◆ DIRECTIONS FOR THIS TASK: Search the entries for the word "warn". Copy every line where it turns up.

◆ Saved data entries:

####

//! Single-flight token refresh.
//!
//! The first authentication failure seen while idle starts a refresh on a
//! detached task. That caller and every failure seen while the refresh is in
//! flight register a one-shot waiter; no caller owns the refresh, so dropping
//! any of them leaves the network call and the other waiters untouched. When
//! the refresh resolves, the state goes back to `Idle` and the waiter queue
//! is taken in one critical section. The waiters are then released in
//! registration order, all with the same outcome.

use crate::credentials::{CredentialProvider, Credentials};
use crate::error::PipelineError;
use crate::escalation::FailureEscalation;
use crate::refresh::RefreshEndpoint;
use parking_lot::Mutex;
use std::collections::VecDeque;
use std::sync::Arc;
use tokio::sync::oneshot;
use tracing::Instrument;

/// Why a refresh produced no credentials, as delivered to waiters.
#[derive(Debug, Clone, PartialEq, Eq)]
enum RefreshError {
    Rejected(String),
    Abandoned,
    SessionClosed,
}

impl From<RefreshError> for PipelineError {
    fn from(err: RefreshError) -> Self {
        match err {
            RefreshError::Rejected(reason) => PipelineError::RefreshRejected(reason),
            RefreshError::Abandoned => PipelineError::RefreshAbandoned,
            RefreshError::SessionClosed => PipelineError::SessionClosed,
        }
    }
}

type RefreshOutcome = Result<Credentials, RefreshError>;

/// A queued caller. `ticket` is its registration position in this refresh.
struct Waiter {
    ticket: u64,
    sender: oneshot::Sender<RefreshOutcome>,
}

enum RefreshState {
    Idle,
    Refreshing {
        waiters: VecDeque<Waiter>,
        next_ticket: u64,
    },
}

impl RefreshState {
    /// Queue a waiter on an in-flight refresh. `None` when idle.
    fn enqueue(&mut self) -> Option<oneshot::Receiver<RefreshOutcome>> {
        match self {
            RefreshState::Refreshing {
                waiters,
                next_ticket,
            } => {
                let (sender, receiver) = oneshot::channel();
                waiters.push_back(Waiter {
                    ticket: *next_ticket,
                    sender,
                });
                *next_ticket += 1;
                Some(receiver)
            }
            RefreshState::Idle => None,
        }
    }
}

/// What a caller does after inspecting the state.
enum Role {
    Lead {
        refresh_token: String,
        user_id: String,
        receiver: oneshot::Receiver<RefreshOutcome>,
    },
    Wait(oneshot::Receiver<RefreshOutcome>),
    Superseded(Credentials),
    Missing,
}

struct Shared {
    state: Mutex<RefreshState>,
    credentials: CredentialProvider,
    endpoint: Arc<dyn RefreshEndpoint>,
    escalation: FailureEscalation,
}

#[derive(Clone)]
pub struct RefreshCoordinator {
    shared: Arc<Shared>,
}

impl RefreshCoordinator {
    pub fn new(
        credentials: CredentialProvider,
        endpoint: Arc<dyn RefreshEndpoint>,
        escalation: FailureEscalation,
    ) -> Self {
        Self {
            shared: Arc::new(Shared {
                state: Mutex::new(RefreshState::Idle),
                credentials,
                endpoint,
                escalation,
            }),
        }
    }

    pub fn is_refreshing(&self) -> bool {
        matches!(*self.shared.state.lock(), RefreshState::Refreshing { .. })
    }

    /// Callers currently waiting on the in-flight refresh, including the one
    /// that started it.
    pub fn pending_waiters(&self) -> usize {
        match &*self.shared.state.lock() {
            RefreshState::Refreshing { waiters, .. } => waiters.len(),
            RefreshState::Idle => 0,
        }
    }

    /// Resolve an authentication failure into credentials to replay with.
    ///
    /// `failed_token` is the access token the rejected request carried
    /// (`None` if it went out unauthenticated). If the session already holds
    /// a different token, an earlier refresh superseded it and no new refresh
    /// is started.
    ///
    /// Must be called from within a tokio runtime.
    pub async fn recover(&self, failed_token: Option<&str>) -> Result<Credentials, PipelineError> {
        let role = {
            let mut state = self.shared.state.lock();
            if let Some(receiver) = state.enqueue() {
                tracing::debug!("Refresh in flight; waiting");
                Role::Wait(receiver)
            } else {
                match self.shared.credentials.credentials() {
                    Some(current) if Some(current.access_token.as_str()) != failed_token => {
                        Role::Superseded(current)
                    }
                    Some(Credentials {
                        refresh_token: Some(refresh_token),
                        ..
                    }) => {
                        let (sender, receiver) = oneshot::channel();
                        *state = RefreshState::Refreshing {
                            waiters: VecDeque::from([Waiter { ticket: 0, sender }]),
                            next_ticket: 1,
                        };
                        Role::Lead {
                            refresh_token,
                            user_id: self.shared.credentials.user_id().unwrap_or_default(),
                            receiver,
                        }
                    }
                    _ => Role::Missing,
                }
            }
        };

        let receiver = match role {
            Role::Lead {
                refresh_token,
                user_id,
                receiver,
            } => {
                self.spawn_refresh(refresh_token, user_id);
                receiver
            }
            Role::Wait(receiver) => receiver,
            Role::Superseded(current) => {
                tracing::debug!("Access token already rotated; replaying without refresh");
                return Ok(current);
            }
            Role::Missing => {
                self.shared
                    .escalation
                    .on_unrecoverable("refresh token missing");
                return Err(PipelineError::RefreshTokenMissing);
            }
        };

        match receiver.await {
            Ok(outcome) => outcome.map_err(PipelineError::from),
            // The refresh task always releases; this only happens if the
            // runtime dropped it without running its guard.
            Err(_) => Err(PipelineError::RefreshAbandoned),
        }
    }

    fn spawn_refresh(&self, refresh_token: String, user_id: String) {
        let shared = Arc::clone(&self.shared);
        tokio::spawn(
            async move { shared.refresh(refresh_token, user_id).await }
                .instrument(tracing::info_span!("token_refresh")),
        );
    }
}

impl Shared {
    async fn refresh(&self, refresh_token: String, user_id: String) {
        let guard = ReleaseGuard {
            shared: self,
            released: false,
        };

        tracing::info!("Refreshing access token");
        let outcome = match self.endpoint.refresh(&refresh_token, &user_id).await {
            Ok(tokens) => {
                match self
                    .credentials
                    .update_tokens(&tokens.access_token, tokens.refresh_token.as_deref())
                {
                    Ok(true) => Ok(Credentials {
                        access_token: tokens.access_token,
                        refresh_token: tokens.refresh_token.or(Some(refresh_token)),
                    }),
                    Ok(false) => Err(RefreshError::SessionClosed),
                    Err(e) => Err(RefreshError::Rejected(format!(
                        "refreshed tokens could not be stored: {}",
                        e
                    ))),
                }
            }
            Err(failure) => Err(RefreshError::Rejected(failure.to_string())),
        };

        match &outcome {
            Ok(_) => tracing::info!("Access token refreshed"),
            Err(RefreshError::Rejected(reason)) => {
                tracing::warn!(reason = %reason, "Token refresh failed");
                self.escalation.on_unrecoverable(reason);
            }
            Err(RefreshError::SessionClosed) => {
                tracing::info!("Session closed during refresh; discarding new tokens");
            }
            Err(RefreshError::Abandoned) => {}
        }

        guard.release(outcome);
    }

    /// Return to `Idle` and hand `outcome` to every queued waiter.
    ///
    /// Returns the tickets in the order they were released.
    fn release(&self, outcome: RefreshOutcome) -> Vec<u64> {
        let waiters = match std::mem::replace(&mut *self.state.lock(), RefreshState::Idle) {
            RefreshState::Refreshing { waiters, .. } => waiters,
            RefreshState::Idle => VecDeque::new(),
        };

        let mut released = Vec::with_capacity(waiters.len());
        for Waiter { ticket, sender } in waiters {
            // A closed receiver means that caller went away.
            let _ = sender.send(outcome.clone());
            released.push(ticket);
        }

        tracing::debug!(
            order = ?released,
            success = outcome.is_ok(),
            "Released refresh waiters"
        );
        released
    }
}

/// Releases waiters even if the refresh task is torn down mid-flight
/// (runtime shutdown or a panicking endpoint).
struct ReleaseGuard<'a> {
    shared: &'a Shared,
    released: bool,
}

impl ReleaseGuard<'_> {
    fn release(mut self, outcome: RefreshOutcome) {
        self.released = true;
        self.shared.release(outcome);
    }
}

impl Drop for ReleaseGuard<'_> {
    fn drop(&mut self) {
        if !self.released {
            tracing::warn!("Refresh abandoned before completion");
            self.shared.release(Err(RefreshError::Abandoned));
        }
    }
}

####

◆ ANSWER SECTION:
                tracing::warn!(reason = %reason, "Token refresh failed");
            tracing::warn!("Refresh abandoned before completion");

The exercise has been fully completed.